---------- Materials provided ----------

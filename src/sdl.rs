use std::fmt::Write as _;
use std::path::{Path, PathBuf};
use std::time::SystemTime;

use thiserror::Error;
use tracing::{debug, info};

use crate::naming::{pluralize, to_camel_case, to_pascal_case};
use crate::sql::{self, Column, Schema, Table};

#[derive(Copy, Clone, Debug, PartialEq, Eq)]
pub enum GraphqlScalar {
    String,
    Int,
    Float,
    Boolean,
}

impl GraphqlScalar {
    /// Maps a raw SQL type by substring, first match wins. Dates are strings.
    pub fn from_sql_type(sql_type: &str) -> Self {
        let t = sql_type.to_lowercase();
        let has = |needles: &[&str]| needles.iter().any(|needle| t.contains(needle));

        if has(&["text", "varchar", "char"]) {
            GraphqlScalar::String
        } else if has(&["int", "serial"]) {
            GraphqlScalar::Int
        } else if has(&["real", "float", "double", "decimal"]) {
            GraphqlScalar::Float
        } else if has(&["boolean", "bool"]) {
            GraphqlScalar::Boolean
        } else {
            // timestamp, datetime, date and anything unknown
            GraphqlScalar::String
        }
    }

    pub fn as_str(self) -> &'static str {
        match self {
            GraphqlScalar::String => "String",
            GraphqlScalar::Int => "Int",
            GraphqlScalar::Float => "Float",
            GraphqlScalar::Boolean => "Boolean",
        }
    }
}

fn field_type(column: &Column) -> String {
    let base = GraphqlScalar::from_sql_type(&column.sql_type).as_str();
    if column.nullable {
        base.to_string()
    } else {
        format!("{base}!")
    }
}

#[derive(Error, Debug)]
pub enum SdlError {
    #[error("no .sql migration found in '{0}'")]
    NoMigration(PathBuf),

    #[error("reading '{path}': {source}")]
    Read {
        path: PathBuf,
        source: std::io::Error,
    },

    #[error("writing '{path}': {source}")]
    Write {
        path: PathBuf,
        source: std::io::Error,
    },
}

/// Converts migration SQL into a GraphQL schema document.
pub fn convert(sql: &str) -> String {
    render(sql).0
}

/// The document for `sql` and the number of tables in it.
fn render(sql: &str) -> (String, usize) {
    let schema = sql::parse_migration(sql);
    (SdlWriter::new(&schema).write(), schema.len())
}

/// Reads `input`, converts it, and writes the document to `output`, creating
/// parent directories as needed. Returns the number of tables emitted.
pub fn generate_sdl(input: &Path, output: &Path) -> Result<usize, SdlError> {
    let sql = std::fs::read_to_string(input).map_err(|source| SdlError::Read {
        path: input.to_path_buf(),
        source,
    })?;

    let (document, tables) = render(&sql);

    if let Some(parent) = output.parent().filter(|p| !p.as_os_str().is_empty()) {
        std::fs::create_dir_all(parent).map_err(|source| SdlError::Write {
            path: parent.to_path_buf(),
            source,
        })?;
    }

    std::fs::write(output, document).map_err(|source| SdlError::Write {
        path: output.to_path_buf(),
        source,
    })?;

    info!(
        "✅ wrote {} ({} tables) from {}",
        output.display(),
        tables,
        input.display()
    );
    Ok(tables)
}

/// The most recently modified `.sql` file directly inside `dir`.
pub fn latest_migration(dir: &Path) -> Result<PathBuf, SdlError> {
    let entries = std::fs::read_dir(dir).map_err(|source| SdlError::Read {
        path: dir.to_path_buf(),
        source,
    })?;

    let mut latest: Option<(SystemTime, PathBuf)> = None;
    for entry in entries.filter_map(|e| e.ok()) {
        let path = entry.path();
        if path.extension().map_or(true, |ext| ext != "sql") || !path.is_file() {
            continue;
        }

        let modified = entry
            .metadata()
            .and_then(|m| m.modified())
            .unwrap_or(SystemTime::UNIX_EPOCH);
        debug!("candidate migration {}", path.display());
        if latest.as_ref().map_or(true, |(time, _)| modified > *time) {
            latest = Some((modified, path));
        }
    }

    latest
        .map(|(_, path)| path)
        .ok_or_else(|| SdlError::NoMigration(dir.to_path_buf()))
}

pub struct SdlWriter<'a> {
    schema: &'a Schema,
    out: String,
}

impl<'a> SdlWriter<'a> {
    pub fn new(schema: &'a Schema) -> Self {
        Self {
            schema,
            out: String::new(),
        }
    }

    pub fn write(mut self) -> String {
        self.line("# Generated from SQL migration. Do not edit by hand.");

        let schema = self.schema;
        let tables: Vec<&Table> = schema.tables().collect();
        for table in &tables {
            self.object_type(table);
        }
        for table in &tables {
            self.input_types(table);
        }

        // GraphQL rejects empty object types.
        if !tables.is_empty() {
            self.query_type(&tables);
            self.mutation_type(&tables);
        }

        self.out
    }

    fn line(&mut self, text: &str) {
        self.out.push_str(text);
        self.out.push('\n');
    }

    fn field(&mut self, name: &str, ty: &str) {
        let _ = writeln!(self.out, "  {name}: {ty}");
    }

    fn object_type(&mut self, table: &Table) {
        let _ = writeln!(self.out, "\ntype {} {{", to_pascal_case(&table.name));

        for column in &table.columns {
            self.field(&column.name, &field_type(column));
        }

        for fk in &table.foreign_keys {
            let nullable = table.column(&fk.column).map_or(true, |c| c.nullable);
            let mut ty = to_pascal_case(&fk.referenced_table);
            if !nullable {
                ty.push('!');
            }
            self.field(&to_camel_case(&fk.referenced_table), &ty);
        }

        let schema = self.schema;
        let mut reverse: Vec<String> = Vec::new();
        for (other, _) in schema.referencing(&table.name) {
            let field = pluralize(&to_camel_case(&other.name));
            if other.name == table.name || reverse.contains(&field) {
                continue;
            }
            self.field(&field, &format!("[{}!]!", to_pascal_case(&other.name)));
            reverse.push(field);
        }

        self.line("}");
    }

    fn input_types(&mut self, table: &Table) {
        let name = to_pascal_case(&table.name);

        let _ = writeln!(self.out, "\ninput Create{name}Input {{");
        for column in table.columns.iter().filter(|c| !c.primary_key) {
            self.field(&column.name, GraphqlScalar::from_sql_type(&column.sql_type).as_str());
        }
        self.line("}");

        let _ = writeln!(self.out, "\ninput Update{name}Input {{");
        for column in &table.columns {
            self.field(&column.name, GraphqlScalar::from_sql_type(&column.sql_type).as_str());
        }
        self.line("}");
    }

    fn query_type(&mut self, tables: &[&Table]) {
        self.line("\ntype Query {");
        for table in tables {
            let name = to_pascal_case(&table.name);
            let camel = to_camel_case(&table.name);
            self.field(&format!("{camel}(id: ID!)"), &name);
            self.field(
                &format!("{}(limit: Int, offset: Int)", pluralize(&camel)),
                &format!("[{name}!]!"),
            );
        }
        self.line("}");
    }

    fn mutation_type(&mut self, tables: &[&Table]) {
        self.line("\ntype Mutation {");
        for table in tables {
            let name = to_pascal_case(&table.name);
            self.field(
                &format!("create{name}(input: Create{name}Input!)"),
                &format!("{name}!"),
            );
            self.field(
                &format!("update{name}(id: ID!, input: Update{name}Input!)"),
                &format!("{name}!"),
            );
            self.field(&format!("delete{name}(id: ID!)"), "Boolean!");
        }
        self.line("}");
    }
}

#[cfg(test)]
mod tests {
    use super::*;
    use pretty_assertions::assert_eq;

    fn block<'a>(sdl: &'a str, header: &str) -> &'a str {
        let start = sdl.find(header).unwrap_or_else(|| panic!("missing {header}"));
        let end = sdl[start..].find('}').unwrap() + start;
        &sdl[start..=end]
    }

    fn field_count(block: &str) -> usize {
        block.lines().filter(|l| l.starts_with("  ")).count()
    }

    #[test]
    fn maps_sql_types() {
        let cases = [
            ("TEXT", GraphqlScalar::String),
            ("varchar(255)", GraphqlScalar::String),
            ("INTEGER", GraphqlScalar::Int),
            ("serial", GraphqlScalar::Int),
            ("BIGINT", GraphqlScalar::Int),
            ("REAL", GraphqlScalar::Float),
            ("DOUBLE PRECISION", GraphqlScalar::Float),
            ("decimal(10,2)", GraphqlScalar::Float),
            ("BOOLEAN", GraphqlScalar::Boolean),
            ("timestamp", GraphqlScalar::String),
            ("blob", GraphqlScalar::String),
        ];
        for (sql_type, expected) in cases {
            let first = GraphqlScalar::from_sql_type(sql_type);
            assert_eq!(first, expected, "{sql_type}");
            assert_eq!(GraphqlScalar::from_sql_type(sql_type), first);
        }
    }

    #[test]
    fn user_example() {
        let sdl = convert("CREATE TABLE `user` (`id` serial PRIMARY KEY, `name` text NOT NULL);");

        assert_eq!(
            block(&sdl, "type User {"),
            "type User {\n  id: Int!\n  name: String!\n}"
        );
        assert_eq!(
            block(&sdl, "input CreateUserInput {"),
            "input CreateUserInput {\n  name: String\n}"
        );
        assert!(block(&sdl, "input UpdateUserInput {").contains("  name: String\n"));
        assert!(block(&sdl, "type Query {").contains("  user(id: ID!): User\n"));
        assert!(block(&sdl, "type Query {").contains("  users(limit: Int, offset: Int): [User!]!\n"));
        assert!(block(&sdl, "type Mutation {").contains("  deleteUser(id: ID!): Boolean!\n"));
    }

    #[test]
    fn counts_without_foreign_keys() {
        let sql = [
            "CREATE TABLE `dashboards` (`id` integer PRIMARY KEY, `title` text);",
            "CREATE TABLE `data_sources` (`id` integer PRIMARY KEY, `kind` text NOT NULL);",
            "CREATE TABLE `chart_category` (`id` integer PRIMARY KEY);",
        ]
        .join(&format!("\n{}\n", sql::STATEMENT_BREAKPOINT));
        let sdl = convert(&sql);

        assert_eq!(sdl.matches("\ntype ").count(), 3 + 2);
        assert_eq!(sdl.matches("\ninput Create").count(), 3);
        assert_eq!(sdl.matches("\ninput Update").count(), 3);
        assert_eq!(field_count(block(&sdl, "type Query {")), 6);
        assert_eq!(field_count(block(&sdl, "type Mutation {")), 9);
        assert!(sdl.contains("chartCategories(limit: Int, offset: Int): [ChartCategory!]!"));
    }

    #[test]
    fn relationship_fields() {
        let sql = "CREATE TABLE `country` (`id` integer PRIMARY KEY, `name` text);
--> statement-breakpoint
CREATE TABLE `data_box` (
  `id` integer PRIMARY KEY,
  `country_id` integer NOT NULL,
  FOREIGN KEY (`country_id`) REFERENCES `country`(`id`)
);";
        let sdl = convert(sql);

        assert_eq!(
            block(&sdl, "type DataBox {"),
            "type DataBox {\n  id: Int!\n  country_id: Int!\n  country: Country!\n}"
        );
        assert_eq!(
            block(&sdl, "type Country {"),
            "type Country {\n  id: Int!\n  name: String\n  dataBoxes: [DataBox!]!\n}"
        );
    }

    #[test]
    fn dangling_reference_is_ignored() {
        let sdl = convert(
            "CREATE TABLE `chart` (`id` integer PRIMARY KEY, `owner_id` integer,
             FOREIGN KEY (`owner_id`) REFERENCES `account`(`id`));",
        );
        assert!(block(&sdl, "type Chart {").contains("  account: Account\n"));
        assert!(!sdl.contains("type Account"));
    }

    #[test]
    fn empty_input_is_still_a_document() {
        let sdl = convert("-- nothing here");
        assert!(sdl.starts_with('#'));
        assert!(!sdl.contains("type Query"));
    }
}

----------

▸ Required action
Please, from the entries above, set down exactly the lines from the one containing "fn line(&mut self, text: &str)" through the one containing "fn object_type(&mut self, table: &Table)", and only those.

▸ Solution to this problem
    fn line(&mut self, text: &str) {
        self.out.push_str(text);
        self.out.push('\n');
    }

    fn field(&mut self, name: &str, ty: &str) {
        let _ = writeln!(self.out, "  {name}: {ty}");
    }

    fn object_type(&mut self, table: &Table) {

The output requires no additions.